= SUPPLIED MATERIAL =
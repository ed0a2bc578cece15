//! Synthetic demo topics
//!
//! Publishes a handful of sensor-like topics into a [`MemorySource`] so the
//! hub can be tried without a real robot.

use std::sync::Arc;
use std::time::Duration;
use tokio::task::JoinHandle;

use super::MemorySource;
use crate::codec::{FieldValue, Message, Time};

const IMU_RATE_HZ: f64 = 100.0;

fn header(frame_id: &str) -> Message {
    Message::new("std_msgs/msg/Header")
        .with("stamp", Time::now())
        .with("frame_id", frame_id)
}

fn vector3(x: f64, y: f64, z: f64) -> Message {
    Message::new("geometry_msgs/msg/Vector3")
        .with("x", x)
        .with("y", y)
        .with("z", z)
}

fn imu(t: f64) -> Message {
    let yaw = t * 0.5;
    let covariance = || FieldValue::Array(vec![FieldValue::Float(0.0); 9]);
    Message::new("sensor_msgs/msg/Imu")
        .with("header", header("imu_link"))
        .with(
            "orientation",
            Message::new("geometry_msgs/msg/Quaternion")
                .with("x", 0.0)
                .with("y", 0.0)
                .with("z", (yaw / 2.0).sin())
                .with("w", (yaw / 2.0).cos()),
        )
        .with("orientation_covariance", covariance())
        .with("angular_velocity", vector3(0.0, 0.0, 0.5))
        .with("angular_velocity_covariance", covariance())
        .with("linear_acceleration", vector3(t.sin(), t.cos(), 9.81))
        .with("linear_acceleration_covariance", covariance())
}

fn scan(t: f64) -> Message {
    let ranges = (0..360)
        .map(|i| {
            let angle = (i as f64).to_radians();
            FieldValue::Float((2.0 + 0.5 * (angle * 3.0 + t).sin()) as f32 as f64)
        })
        .collect::<Vec<_>>();
    Message::new("sensor_msgs/msg/LaserScan")
        .with("header", header("laser"))
        .with("angle_min", 0.0)
        .with("angle_max", std::f32::consts::TAU as f64)
        .with("angle_increment", (1.0f32).to_radians() as f64)
        .with("time_increment", 0.0)
        .with("scan_time", 0.1)
        .with("range_min", 0.1)
        .with("range_max", 10.0)
        .with("ranges", FieldValue::Array(ranges))
        .with("intensities", FieldValue::Array(Vec::new()))
}

/// Register the demo topics and start publishing them
///
/// `/imu` runs at 100 Hz, `/scan` at 10 Hz and `/chatter` at 1 Hz.
pub fn spawn_demo_publisher(source: Arc<MemorySource>) -> JoinHandle<()> {
    tokio::spawn(async move {
        source.add_topic("/imu", "sensor_msgs/msg/Imu").await;
        source.add_topic("/scan", "sensor_msgs/msg/LaserScan").await;
        source.add_topic("/chatter", "std_msgs/msg/String").await;

        let mut interval = tokio::time::interval(Duration::from_secs_f64(1.0 / IMU_RATE_HZ));
        let mut tick: u64 = 0;
        loop {
            interval.tick().await;
            let t = tick as f64 / IMU_RATE_HZ;

            source.push("/imu", imu(t)).await;
            if tick % 10 == 0 {
                source.push("/scan", scan(t)).await;
            }
            if tick % 100 == 0 {
                let text = format!("hello world {}", tick / 100);
                source
                    .push("/chatter", Message::new("std_msgs/msg/String").with("data", text))
                    .await;
            }
            tick = tick.wrapping_add(1);
        }
    })
}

= WHAT IS REQUIRED =
Nothing in the data above may be skipped; repeat it all exactly.

= SOLUTION FOR THIS TASK =
repository ed0a2bc578cece15
//! Synthetic demo topics
//!
//! Publishes a handful of sensor-like topics into a [`MemorySource`] so the
//! hub can be tried without a real robot.

use std::sync::Arc;
use std::time::Duration;
use tokio::task::JoinHandle;

use super::MemorySource;
use crate::codec::{FieldValue, Message, Time};

const IMU_RATE_HZ: f64 = 100.0;

fn header(frame_id: &str) -> Message {
    Message::new("std_msgs/msg/Header")
        .with("stamp", Time::now())
        .with("frame_id", frame_id)
}

fn vector3(x: f64, y: f64, z: f64) -> Message {
    Message::new("geometry_msgs/msg/Vector3")
        .with("x", x)
        .with("y", y)
        .with("z", z)
}

fn imu(t: f64) -> Message {
    let yaw = t * 0.5;
    let covariance = || FieldValue::Array(vec![FieldValue::Float(0.0); 9]);
    Message::new("sensor_msgs/msg/Imu")
        .with("header", header("imu_link"))
        .with(
            "orientation",
            Message::new("geometry_msgs/msg/Quaternion")
                .with("x", 0.0)
                .with("y", 0.0)
                .with("z", (yaw / 2.0).sin())
                .with("w", (yaw / 2.0).cos()),
        )
        .with("orientation_covariance", covariance())
        .with("angular_velocity", vector3(0.0, 0.0, 0.5))
        .with("angular_velocity_covariance", covariance())
        .with("linear_acceleration", vector3(t.sin(), t.cos(), 9.81))
        .with("linear_acceleration_covariance", covariance())
}

fn scan(t: f64) -> Message {
    let ranges = (0..360)
        .map(|i| {
            let angle = (i as f64).to_radians();
            FieldValue::Float((2.0 + 0.5 * (angle * 3.0 + t).sin()) as f32 as f64)
        })
        .collect::<Vec<_>>();
    Message::new("sensor_msgs/msg/LaserScan")
        .with("header", header("laser"))
        .with("angle_min", 0.0)
        .with("angle_max", std::f32::consts::TAU as f64)
        .with("angle_increment", (1.0f32).to_radians() as f64)
        .with("time_increment", 0.0)
        .with("scan_time", 0.1)
        .with("range_min", 0.1)
        .with("range_max", 10.0)
        .with("ranges", FieldValue::Array(ranges))
        .with("intensities", FieldValue::Array(Vec::new()))
}

/// Register the demo topics and start publishing them
///
/// `/imu` runs at 100 Hz, `/scan` at 10 Hz and `/chatter` at 1 Hz.
pub fn spawn_demo_publisher(source: Arc<MemorySource>) -> JoinHandle<()> {
    tokio::spawn(async move {
        source.add_topic("/imu", "sensor_msgs/msg/Imu").await;
        source.add_topic("/scan", "sensor_msgs/msg/LaserScan").await;
        source.add_topic("/chatter", "std_msgs/msg/String").await;

        let mut interval = tokio::time::interval(Duration::from_secs_f64(1.0 / IMU_RATE_HZ));
        let mut tick: u64 = 0;
        loop {
            interval.tick().await;
            let t = tick as f64 / IMU_RATE_HZ;

            source.push("/imu", imu(t)).await;
            if tick % 10 == 0 {
                source.push("/scan", scan(t)).await;
            }
            if tick % 100 == 0 {
                let text = format!("hello world {}", tick / 100);
                source
                    .push("/chatter", Message::new("std_msgs/msg/String").with("data", text))
                    .await;
            }
            tick = tick.wrapping_add(1);
        }
    })
}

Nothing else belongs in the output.